** TASK TO COMPLETE **
Find every line in the records that holds the string "oldest". Copy each one.

** Stored items **
++++
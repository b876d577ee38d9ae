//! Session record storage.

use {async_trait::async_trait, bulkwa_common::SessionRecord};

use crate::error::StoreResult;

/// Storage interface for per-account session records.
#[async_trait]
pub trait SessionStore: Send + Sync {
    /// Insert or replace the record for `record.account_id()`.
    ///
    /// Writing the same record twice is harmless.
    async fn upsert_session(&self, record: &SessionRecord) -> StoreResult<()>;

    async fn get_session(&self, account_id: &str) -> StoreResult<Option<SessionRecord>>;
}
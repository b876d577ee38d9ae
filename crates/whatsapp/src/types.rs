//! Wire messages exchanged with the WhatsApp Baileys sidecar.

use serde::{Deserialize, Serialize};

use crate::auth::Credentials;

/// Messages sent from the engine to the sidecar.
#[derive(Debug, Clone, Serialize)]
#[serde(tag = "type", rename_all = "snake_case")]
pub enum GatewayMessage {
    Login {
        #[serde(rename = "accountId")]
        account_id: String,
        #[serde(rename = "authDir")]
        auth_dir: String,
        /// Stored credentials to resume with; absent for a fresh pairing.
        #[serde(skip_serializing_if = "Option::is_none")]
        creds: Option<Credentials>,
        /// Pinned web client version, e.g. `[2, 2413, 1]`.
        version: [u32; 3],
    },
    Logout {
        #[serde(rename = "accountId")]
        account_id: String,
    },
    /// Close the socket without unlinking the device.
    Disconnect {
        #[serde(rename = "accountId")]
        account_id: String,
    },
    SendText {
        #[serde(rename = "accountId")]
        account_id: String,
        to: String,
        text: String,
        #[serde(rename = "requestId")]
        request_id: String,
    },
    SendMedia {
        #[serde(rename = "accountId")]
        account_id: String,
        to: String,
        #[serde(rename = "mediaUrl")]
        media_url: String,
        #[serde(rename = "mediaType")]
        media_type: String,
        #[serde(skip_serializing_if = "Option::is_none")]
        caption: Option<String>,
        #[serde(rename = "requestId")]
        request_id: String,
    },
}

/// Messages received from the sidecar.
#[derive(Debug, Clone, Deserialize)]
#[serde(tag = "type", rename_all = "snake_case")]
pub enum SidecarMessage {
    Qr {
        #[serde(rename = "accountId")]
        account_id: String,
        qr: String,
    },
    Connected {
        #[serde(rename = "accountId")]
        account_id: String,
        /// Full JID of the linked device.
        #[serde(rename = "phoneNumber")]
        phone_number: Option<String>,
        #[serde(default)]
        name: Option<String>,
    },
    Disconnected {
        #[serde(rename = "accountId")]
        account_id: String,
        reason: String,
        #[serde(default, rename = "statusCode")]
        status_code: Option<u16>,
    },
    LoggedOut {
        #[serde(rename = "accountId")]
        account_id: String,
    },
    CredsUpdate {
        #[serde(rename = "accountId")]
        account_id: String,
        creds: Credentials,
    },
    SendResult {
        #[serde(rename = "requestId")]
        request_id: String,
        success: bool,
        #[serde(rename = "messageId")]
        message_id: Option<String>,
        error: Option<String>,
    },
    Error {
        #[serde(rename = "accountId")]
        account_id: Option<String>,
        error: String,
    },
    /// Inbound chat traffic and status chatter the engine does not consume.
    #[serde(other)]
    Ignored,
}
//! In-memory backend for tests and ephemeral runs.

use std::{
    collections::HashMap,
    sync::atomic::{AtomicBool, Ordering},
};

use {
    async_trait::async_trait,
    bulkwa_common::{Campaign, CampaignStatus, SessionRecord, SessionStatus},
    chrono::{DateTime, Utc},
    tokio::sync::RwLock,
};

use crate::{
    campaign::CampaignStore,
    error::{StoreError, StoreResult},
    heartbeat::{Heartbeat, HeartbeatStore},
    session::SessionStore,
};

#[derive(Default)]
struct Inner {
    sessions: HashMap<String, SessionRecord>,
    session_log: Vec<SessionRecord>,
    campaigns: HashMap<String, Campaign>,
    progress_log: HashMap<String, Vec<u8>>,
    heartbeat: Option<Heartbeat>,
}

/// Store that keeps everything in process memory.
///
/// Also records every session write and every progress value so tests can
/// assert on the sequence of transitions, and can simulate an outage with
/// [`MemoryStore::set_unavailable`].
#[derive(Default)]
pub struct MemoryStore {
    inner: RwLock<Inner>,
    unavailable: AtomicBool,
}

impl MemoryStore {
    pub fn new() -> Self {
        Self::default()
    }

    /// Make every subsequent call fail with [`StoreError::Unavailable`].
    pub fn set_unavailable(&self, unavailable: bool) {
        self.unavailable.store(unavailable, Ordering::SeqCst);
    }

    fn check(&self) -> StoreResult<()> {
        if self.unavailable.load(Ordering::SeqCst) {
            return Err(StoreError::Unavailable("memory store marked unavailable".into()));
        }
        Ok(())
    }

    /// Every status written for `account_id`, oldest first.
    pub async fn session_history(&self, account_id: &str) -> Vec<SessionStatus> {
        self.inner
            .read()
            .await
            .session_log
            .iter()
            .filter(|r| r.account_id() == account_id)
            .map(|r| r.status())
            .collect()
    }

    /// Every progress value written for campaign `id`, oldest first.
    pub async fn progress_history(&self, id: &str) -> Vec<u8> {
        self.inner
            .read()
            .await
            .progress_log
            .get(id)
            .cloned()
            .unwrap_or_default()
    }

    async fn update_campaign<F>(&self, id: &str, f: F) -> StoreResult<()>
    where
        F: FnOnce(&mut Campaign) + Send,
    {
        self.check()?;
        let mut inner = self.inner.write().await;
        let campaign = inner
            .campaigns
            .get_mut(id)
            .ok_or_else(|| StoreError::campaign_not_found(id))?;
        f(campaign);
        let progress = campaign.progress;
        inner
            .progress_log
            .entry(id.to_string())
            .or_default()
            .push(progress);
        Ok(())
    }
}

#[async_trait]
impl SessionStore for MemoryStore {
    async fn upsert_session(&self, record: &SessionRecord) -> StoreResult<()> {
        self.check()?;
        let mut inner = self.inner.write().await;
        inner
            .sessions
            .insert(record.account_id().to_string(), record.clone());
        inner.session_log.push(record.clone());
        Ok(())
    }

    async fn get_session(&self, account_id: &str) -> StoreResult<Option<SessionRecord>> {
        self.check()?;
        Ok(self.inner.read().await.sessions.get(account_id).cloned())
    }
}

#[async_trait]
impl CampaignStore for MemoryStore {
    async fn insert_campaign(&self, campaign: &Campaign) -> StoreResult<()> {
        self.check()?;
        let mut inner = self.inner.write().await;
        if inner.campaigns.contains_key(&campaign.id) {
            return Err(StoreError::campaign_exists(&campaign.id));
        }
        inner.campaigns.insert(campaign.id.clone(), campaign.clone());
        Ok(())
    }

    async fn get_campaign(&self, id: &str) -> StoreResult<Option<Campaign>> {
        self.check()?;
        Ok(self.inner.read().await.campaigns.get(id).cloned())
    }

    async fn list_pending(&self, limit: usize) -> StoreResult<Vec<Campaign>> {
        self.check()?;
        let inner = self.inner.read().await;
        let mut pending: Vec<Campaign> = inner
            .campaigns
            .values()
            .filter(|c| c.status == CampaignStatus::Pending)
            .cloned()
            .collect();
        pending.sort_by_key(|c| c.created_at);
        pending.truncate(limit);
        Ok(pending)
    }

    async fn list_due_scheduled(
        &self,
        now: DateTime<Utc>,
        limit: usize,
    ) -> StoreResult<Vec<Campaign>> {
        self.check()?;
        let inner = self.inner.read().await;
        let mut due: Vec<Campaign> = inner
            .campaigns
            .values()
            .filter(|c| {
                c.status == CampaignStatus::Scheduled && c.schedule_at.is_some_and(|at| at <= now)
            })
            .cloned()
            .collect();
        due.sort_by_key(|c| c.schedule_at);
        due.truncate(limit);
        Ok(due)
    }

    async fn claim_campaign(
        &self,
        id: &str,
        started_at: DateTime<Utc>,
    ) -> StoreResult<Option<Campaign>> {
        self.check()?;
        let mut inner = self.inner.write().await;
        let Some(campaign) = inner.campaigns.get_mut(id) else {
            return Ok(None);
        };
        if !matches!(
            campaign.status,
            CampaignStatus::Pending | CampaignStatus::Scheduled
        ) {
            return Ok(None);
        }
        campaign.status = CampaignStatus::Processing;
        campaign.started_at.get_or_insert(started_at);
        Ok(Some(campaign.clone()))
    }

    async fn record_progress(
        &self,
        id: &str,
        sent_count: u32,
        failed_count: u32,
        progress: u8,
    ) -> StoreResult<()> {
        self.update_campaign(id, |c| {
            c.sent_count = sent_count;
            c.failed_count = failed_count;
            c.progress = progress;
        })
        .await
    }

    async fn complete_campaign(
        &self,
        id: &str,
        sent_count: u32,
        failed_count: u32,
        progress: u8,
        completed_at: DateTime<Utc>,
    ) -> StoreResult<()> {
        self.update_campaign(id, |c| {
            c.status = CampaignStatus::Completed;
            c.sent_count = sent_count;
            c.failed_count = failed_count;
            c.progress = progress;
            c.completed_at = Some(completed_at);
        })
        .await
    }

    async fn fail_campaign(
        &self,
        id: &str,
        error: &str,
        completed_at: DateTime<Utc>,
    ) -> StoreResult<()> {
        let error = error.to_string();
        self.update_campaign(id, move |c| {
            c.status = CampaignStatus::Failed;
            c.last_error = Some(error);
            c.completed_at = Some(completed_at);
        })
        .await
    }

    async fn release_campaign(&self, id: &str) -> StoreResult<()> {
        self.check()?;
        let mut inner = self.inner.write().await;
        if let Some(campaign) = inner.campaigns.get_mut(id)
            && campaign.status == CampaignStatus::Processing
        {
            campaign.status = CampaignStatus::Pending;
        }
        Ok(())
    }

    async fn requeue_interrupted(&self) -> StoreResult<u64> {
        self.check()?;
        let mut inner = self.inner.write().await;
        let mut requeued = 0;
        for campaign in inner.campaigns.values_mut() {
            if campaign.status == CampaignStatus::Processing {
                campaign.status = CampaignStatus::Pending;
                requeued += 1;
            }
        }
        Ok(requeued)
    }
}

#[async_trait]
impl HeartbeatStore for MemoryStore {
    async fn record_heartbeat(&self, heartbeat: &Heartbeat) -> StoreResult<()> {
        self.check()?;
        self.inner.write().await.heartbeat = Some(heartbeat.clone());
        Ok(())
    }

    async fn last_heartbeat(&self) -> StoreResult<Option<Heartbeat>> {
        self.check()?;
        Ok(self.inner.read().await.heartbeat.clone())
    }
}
++++
** EXERCISE SOLUTION **
    /// Every status written for `account_id`, oldest first.
    /// Every progress value written for campaign `id`, oldest first.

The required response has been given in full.